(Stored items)

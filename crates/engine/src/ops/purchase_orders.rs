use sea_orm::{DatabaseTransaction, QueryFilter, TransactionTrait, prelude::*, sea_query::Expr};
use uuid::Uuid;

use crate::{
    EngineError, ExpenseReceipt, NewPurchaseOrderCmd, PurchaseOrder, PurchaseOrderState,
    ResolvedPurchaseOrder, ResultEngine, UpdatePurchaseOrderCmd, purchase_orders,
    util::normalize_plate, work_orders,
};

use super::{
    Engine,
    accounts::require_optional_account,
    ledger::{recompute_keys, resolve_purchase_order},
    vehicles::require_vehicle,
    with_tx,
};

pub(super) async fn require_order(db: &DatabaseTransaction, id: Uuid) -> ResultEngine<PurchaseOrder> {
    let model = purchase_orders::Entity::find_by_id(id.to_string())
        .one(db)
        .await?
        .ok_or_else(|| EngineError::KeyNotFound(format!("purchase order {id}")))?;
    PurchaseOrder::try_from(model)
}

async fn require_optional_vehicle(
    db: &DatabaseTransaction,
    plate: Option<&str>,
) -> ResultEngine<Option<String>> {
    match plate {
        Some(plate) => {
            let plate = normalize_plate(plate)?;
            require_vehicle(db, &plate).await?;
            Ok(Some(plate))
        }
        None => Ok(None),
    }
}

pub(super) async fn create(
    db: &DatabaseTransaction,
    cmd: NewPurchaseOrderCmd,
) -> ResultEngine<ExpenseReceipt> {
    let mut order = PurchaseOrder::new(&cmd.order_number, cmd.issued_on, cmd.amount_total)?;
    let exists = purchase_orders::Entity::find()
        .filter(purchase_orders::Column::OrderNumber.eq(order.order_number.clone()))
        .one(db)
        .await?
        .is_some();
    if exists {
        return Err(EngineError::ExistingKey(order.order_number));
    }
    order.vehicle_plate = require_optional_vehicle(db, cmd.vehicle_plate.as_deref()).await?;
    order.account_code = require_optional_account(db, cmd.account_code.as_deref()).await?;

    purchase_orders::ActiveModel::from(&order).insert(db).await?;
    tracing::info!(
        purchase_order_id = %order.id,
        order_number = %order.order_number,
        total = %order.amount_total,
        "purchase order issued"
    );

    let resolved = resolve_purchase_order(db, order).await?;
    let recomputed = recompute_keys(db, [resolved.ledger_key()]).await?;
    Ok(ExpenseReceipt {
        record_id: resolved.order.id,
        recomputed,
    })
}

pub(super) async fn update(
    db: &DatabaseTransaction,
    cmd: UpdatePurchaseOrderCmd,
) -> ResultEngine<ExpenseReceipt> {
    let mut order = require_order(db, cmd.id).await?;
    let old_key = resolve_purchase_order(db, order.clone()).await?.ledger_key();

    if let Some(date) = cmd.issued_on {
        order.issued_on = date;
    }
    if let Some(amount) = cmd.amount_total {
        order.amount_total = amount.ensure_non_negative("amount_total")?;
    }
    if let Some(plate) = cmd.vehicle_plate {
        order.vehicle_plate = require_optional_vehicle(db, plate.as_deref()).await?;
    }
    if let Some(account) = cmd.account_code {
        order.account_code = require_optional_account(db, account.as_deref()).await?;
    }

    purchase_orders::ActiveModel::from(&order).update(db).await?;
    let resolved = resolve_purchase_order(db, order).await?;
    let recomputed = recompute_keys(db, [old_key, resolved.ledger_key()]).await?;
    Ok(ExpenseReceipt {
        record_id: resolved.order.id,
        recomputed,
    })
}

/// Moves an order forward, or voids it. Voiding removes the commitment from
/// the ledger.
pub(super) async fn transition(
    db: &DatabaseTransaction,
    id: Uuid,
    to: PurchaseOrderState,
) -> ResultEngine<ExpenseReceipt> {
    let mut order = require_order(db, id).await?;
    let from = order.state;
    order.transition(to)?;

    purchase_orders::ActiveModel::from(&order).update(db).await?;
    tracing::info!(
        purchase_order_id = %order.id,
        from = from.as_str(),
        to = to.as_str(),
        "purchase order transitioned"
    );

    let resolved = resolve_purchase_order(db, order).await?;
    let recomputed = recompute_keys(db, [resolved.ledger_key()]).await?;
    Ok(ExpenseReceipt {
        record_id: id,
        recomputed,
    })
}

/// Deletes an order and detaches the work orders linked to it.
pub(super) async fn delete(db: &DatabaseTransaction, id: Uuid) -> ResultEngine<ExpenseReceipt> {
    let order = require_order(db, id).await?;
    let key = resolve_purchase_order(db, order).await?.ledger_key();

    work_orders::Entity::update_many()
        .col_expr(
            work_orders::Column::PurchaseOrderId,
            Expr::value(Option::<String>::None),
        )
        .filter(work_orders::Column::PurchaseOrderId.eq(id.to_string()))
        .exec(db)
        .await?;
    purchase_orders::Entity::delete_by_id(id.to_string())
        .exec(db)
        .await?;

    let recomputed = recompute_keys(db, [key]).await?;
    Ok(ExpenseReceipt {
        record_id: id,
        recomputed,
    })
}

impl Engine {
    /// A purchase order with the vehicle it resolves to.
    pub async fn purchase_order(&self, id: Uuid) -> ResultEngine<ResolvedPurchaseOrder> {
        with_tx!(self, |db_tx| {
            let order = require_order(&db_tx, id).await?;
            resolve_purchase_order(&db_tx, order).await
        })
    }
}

● **TASK OBJECTIVE**: Tell how many lines above include the word "NewPurchaseOrderCmd". Give the number alone.

● **WORKED SOLUTION**: 2